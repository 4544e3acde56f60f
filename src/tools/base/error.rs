use serde_json::{json, Map, Value};
use thiserror::Error;

/// Classifier used when a tool raises a [`ToolError`] without naming one.
pub const TOOL_ERROR: &str = "TOOL_ERROR";
/// Classifier for failures that were not raised as a [`ToolError`].
pub const UNEXPECTED_ERROR: &str = "UNEXPECTED_ERROR";
/// Classifier raised by the timeout layer.
pub const TIMEOUT_ERROR: &str = "TIMEOUT_ERROR";
/// Classifier raised by the required-parameter validator.
pub const MISSING_PARAMETERS: &str = "MISSING_PARAMETERS";
/// Classifier raised when arguments cannot be decoded into the tool's request type.
pub const INVALID_PARAMETERS: &str = "INVALID_PARAMETERS";

/// Expected, named failure raised by a tool or one of its layers.
#[derive(Debug, Clone, PartialEq, Error)]
#[error("{message}")]
pub struct ToolError {
    pub message: String,
    pub error_code: String,
    pub details: Map<String, Value>,
}

impl ToolError {
    pub fn new(message: impl Into<String>, error_code: impl Into<String>) -> Self {
        Self {
            message: message.into(),
            error_code: error_code.into(),
            details: Map::new(),
        }
    }

    /// Error carrying the generic `TOOL_ERROR` classifier.
    pub fn generic(message: impl Into<String>) -> Self {
        Self::new(message, TOOL_ERROR)
    }

    pub fn with_detail(mut self, key: impl Into<String>, value: impl Into<Value>) -> Self {
        self.details.insert(key.into(), value.into());
        self
    }

    pub fn with_details(mut self, details: Map<String, Value>) -> Self {
        self.details.extend(details);
        self
    }

    /// Render as `{ error, error_code, message, details }`.
    pub fn to_value(&self) -> Value {
        json!({
            "error": true,
            "error_code": self.error_code,
            "message": self.message,
            "details": self.details,
        })
    }
}

/// Failure returned by a tool handler.
///
/// `Classified` failures keep their code all the way to the caller;
/// `Unexpected` failures are reported as [`UNEXPECTED_ERROR`].
#[derive(Debug, Error)]
pub enum ToolFailure {
    #[error(transparent)]
    Classified(#[from] ToolError),
    #[error(transparent)]
    Unexpected(#[from] anyhow::Error),
}

impl ToolFailure {
    /// Classifier code, if this failure carries one.
    pub fn error_code(&self) -> Option<&str> {
        match self {
            ToolFailure::Classified(err) => Some(err.error_code.as_str()),
            ToolFailure::Unexpected(_) => None,
        }
    }
}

################

▶ _WHAT YOU NEED TO DO_
Copy the stretch of the records above that runs from the line with "pub const TIMEOUT_ERROR: &str" through the line with "pub const INVALID_PARAMETERS: &str". Both end lines belong in the copy, and nothing else does.

▶ _YOUR RESPONSE_
pub const TIMEOUT_ERROR: &str = "TIMEOUT_ERROR";
/// Classifier raised by the required-parameter validator.
pub const MISSING_PARAMETERS: &str = "MISSING_PARAMETERS";
/// Classifier raised when arguments cannot be decoded into the tool's request type.
pub const INVALID_PARAMETERS: &str = "INVALID_PARAMETERS";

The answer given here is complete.